The Department of Medicine (DOM) is creating a taskforce charged with developing the internal medicine component of a new program called outPatient Integrated lONgitudinal ExpERience, or PIONEER, for second-year medical students.
The goal of PIONEER is to increase their experience with the outpatient practice of general internal medicine and its subspecialties, as well as increase opportunities for faculty to teach medical students in the clinic setting.
“With PIONEER, the Duke School of Medicine leverages best practices in medical education theory – including spaced repetition and longitudinal relationships,” said Poonam Sharma, MD, director of medical education.
“PIONEER aligns with current realities of care delivery in primarily ambulatory and non-acute care settings,” says Oluwatoyosi A. Onwuemene, MD, MS, associate professor of medicine (Hematology), and a member of the DOM curriculum committee, which approved the plans for PIONER. “With the increased time in the outpatient setting, students will gain a well-rounded clinical experience and develop a better-informed perspective of Internal Medicine clinical practice.”

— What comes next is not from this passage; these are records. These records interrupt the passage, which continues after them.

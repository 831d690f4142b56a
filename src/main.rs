use clap::{Parser, Subcommand};
use mjml_studio::compiler::MjmlCli;
use mjml_studio::config::{self, StudioConfig};
use mjml_studio::pipeline::{self, Target};
use mjml_studio::registry::{self, Workspace};
use mjml_studio::ses::{self, SesRequest};
use mjml_studio::{logger, output};
use std::path::PathBuf;
use std::process::ExitCode;
use tracing::{debug, error};

fn version_string() -> &'static str {
    let on_tag = env!("ON_RELEASE_TAG");
    if on_tag == "true" {
        env!("CARGO_PKG_VERSION")
    } else {
        let hash = env!("GIT_HASH");
        if hash.is_empty() {
            "dev@unknown"
        } else {
            // Leaked once at startup
            Box::leak(format!("dev@{hash}").into_boxed_str())
        }
    }
}

#[derive(Parser)]
#[command(name = "mjml-studio")]
#[command(about = "Multi-project MJML email build pipeline")]
#[command(long_about = "\
Multi-project MJML email build pipeline

Every directory under projects/ is a project with its own templates and
metadata. Templates compile to HTML under dist/<project>/, mirroring the
template tree.

Workspace structure:

  ./
  ├── studio.toml                      # Optional config (see gen-config)
  ├── projects/
  │   └── todoconta/
  │       ├── config/project.json      # Display name, AWS settings (optional)
  │       ├── components/              # <mj-include> fragments, never compiled
  │       ├── templates/
  │       │   ├── welcome.mjml         # → dist/todoconta/welcome.html
  │       │   └── workshop/
  │       │       └── reminder.mjml    # → dist/todoconta/workshop/reminder.html
  │       └── docs/                    # SES template documents (ses-template)
  └── dist/

Builds always minify, skip beautification, and validate in soft mode:
structural warnings are reported but do not fail the build. The exit status
is 1 if any template or project failed.

Run 'mjml-studio gen-config' to generate a documented studio.toml.")]
#[command(version = version_string())]
struct Cli {
    /// Workspace root (contains projects/ and studio.toml)
    #[arg(long, default_value = ".", global = true)]
    root: PathBuf,

    /// Show debug logging
    #[arg(short, long, global = true)]
    verbose: bool,

    /// Only log errors
    #[arg(short, long, global = true, conflicts_with = "verbose")]
    quiet: bool,

    /// Disable colored log output
    #[arg(long, global = true)]
    no_color: bool,

    #[command(subcommand)]
    command: Command,
}

#[derive(Subcommand)]
enum Command {
    /// Compile templates to HTML
    Build {
        /// Build only this project
        #[arg(long)]
        project: Option<String>,
    },
    /// List the templates a build would compile, without compiling
    Check {
        /// Check only this project
        #[arg(long)]
        project: Option<String>,
    },
    /// List projects with their display names
    Projects,
    /// Wrap a compiled template into an AWS SES template document
    SesTemplate {
        #[arg(long)]
        project: String,
        /// Template path relative to dist/<project>/, without extension
        #[arg(long)]
        template: String,
        /// SES template name (default: aws.templatePrefix + template)
        #[arg(long)]
        name: Option<String>,
        #[arg(long)]
        subject: Option<String>,
        #[arg(long)]
        text: Option<String>,
    },
    /// Print a stock studio.toml with all options documented
    GenConfig,
}

fn main() -> ExitCode {
    let cli = Cli::parse();
    logger::init_logger(cli.verbose, cli.quiet, cli.no_color);

    if let Command::GenConfig = cli.command {
        print!("{}", config::stock_config_toml());
        return ExitCode::SUCCESS;
    }

    let root = match std::path::absolute(&cli.root) {
        Ok(root) => root,
        Err(e) => {
            error!("Cannot resolve root {}: {e}", cli.root.display());
            return ExitCode::FAILURE;
        }
    };
    let config = match config::load_config(&root) {
        Ok(config) => config,
        Err(e) => {
            error!("{e}");
            return ExitCode::FAILURE;
        }
    };
    let workspace = Workspace::new(&root, &config);
    debug!(root = %root.display(), projects = %workspace.projects_dir().display(), "workspace resolved");

    match cli.command {
        Command::Build { project } => run_build(&workspace, &config, Target::from_option(project)),
        Command::Check { project } => run_check(&workspace, Target::from_option(project)),
        Command::Projects => run_projects(&workspace),
        Command::SesTemplate {
            project,
            template,
            name,
            subject,
            text,
        } => run_ses_template(
            &workspace,
            &SesRequest {
                project,
                template,
                name,
                subject,
                text,
            },
        ),
        Command::GenConfig => ExitCode::SUCCESS,
    }
}

fn run_build(workspace: &Workspace, config: &StudioConfig, target: Target) -> ExitCode {
    let transform = MjmlCli::from_config(&config.compiler);

    let (tx, rx) = std::sync::mpsc::channel();
    let printer = std::thread::spawn(move || {
        for event in rx {
            for line in output::format_build_event(&event) {
                println!("{}", line);
            }
        }
    });
    let result = pipeline::build(workspace, config, &target, &transform, Some(tx));
    printer.join().ok();

    match result {
        Ok(report) => {
            output::print_build_summary(&report);
            exit_code(report.succeeded())
        }
        Err(e) => {
            error!("{e}");
            ExitCode::FAILURE
        }
    }
}

fn run_check(workspace: &Workspace, target: Target) -> ExitCode {
    match pipeline::check(workspace, &target) {
        Ok(inventory) => {
            output::print_check_output(&inventory);
            exit_code(inventory.iter().all(|p| p.templates.is_ok()))
        }
        Err(e) => {
            error!("{e}");
            ExitCode::FAILURE
        }
    }
}

fn run_projects(workspace: &Workspace) -> ExitCode {
    let ids = match registry::list_projects(workspace.projects_dir()) {
        Ok(ids) => ids,
        Err(e) => {
            error!("{e}");
            return ExitCode::FAILURE;
        }
    };

    let mut projects = Vec::new();
    let mut ok = true;
    for id in ids {
        match registry::load_project_meta(workspace, &id) {
            Ok(project) => projects.push(project),
            Err(e) => {
                error!(project = %id, "{e}");
                ok = false;
            }
        }
    }
    output::print_project_list(&projects);
    exit_code(ok)
}

fn run_ses_template(workspace: &Workspace, request: &SesRequest) -> ExitCode {
    match ses::prepare_ses_template(workspace, request) {
        Ok(file) => {
            output::print_ses_output(&file, workspace.root());
            ExitCode::SUCCESS
        }
        Err(e) => {
            error!("{e}");
            ExitCode::FAILURE
        }
    }
}

fn exit_code(succeeded: bool) -> ExitCode {
    if succeeded {
        ExitCode::SUCCESS
    } else {
        ExitCode::FAILURE
    }
}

Students may well reconsider specialties previously written off based on the inpatient experience alone, Onwuemene adds. “Additionally, the prolonged contact between students and faculty will foster high quality mentoring opportunities and open doors to research collaborations. For these reasons, PIONEER is a welcome addition to the curriculum that will improve both the student and faculty experience. I look forward to its implementation,” she says.
With an anticipated start date of August 2023, PIONEER will give second year students a multidisciplinary outpatient experience lasting 16 weeks while their inpatient medicine clerkship will decrease from eight to six weeks.
“I am excited for the learning opportunity PIONEER gives our medical students – the ability to work with an attending for 16 weeks, getting continuity with both the attending and the patients,” says Saumil M. Chudgar, MD, MSEd, assistant dean for clinical education. “Attendings can really see our students’ skills grow over that period and give ongoing formative feedback to help the student improve.”
PIONEER builds on and expands Duke’s Longitudinal Integrated Clerkship Program (LIC), which has been offered as an alternative track for the second year for students. In this program, and in the future with PIONEER, students will have more one-on-one experiences and relationships with clinicians whose clinic they return to week after week and the preceptors will be able to better invest in students’ growth over the course of the program.
LIC has shown this is feasible at Duke and with PIONEER the strengths of the program will be available to all students, Sharma notes.
“We are lucky to build on the lessons learned from the LIC, which has been expertly led by Dr. Sharma for several years and now expand that longitudinal experience to all our medical students,” Chudgar adds.
For IM specifically, PIONEER offers the chance for students to have more outpatient IM experience as the core clerkship will become not just an inpatient experience but also offer this new outpatient experience, which reflects the practice of medicine for most faculty.
The DOM PIONEER taskforce intends to ensure that each division has active representation in the planning process for the new program.
The taskforce is anticipated to work together for 12 months, starting in April 2022. Taskforce faculty will meet monthly (virtually or in person), project the capacity of their divisions to provide outpatient clinical education to second year medical students, report regularly to Division Chiefs about PIONEER planning, act as an educational leader in their division and provide faculty education about PIONEER plans to their division, and contribute to plans to evaluate students and assess the efficacy of PIONEER.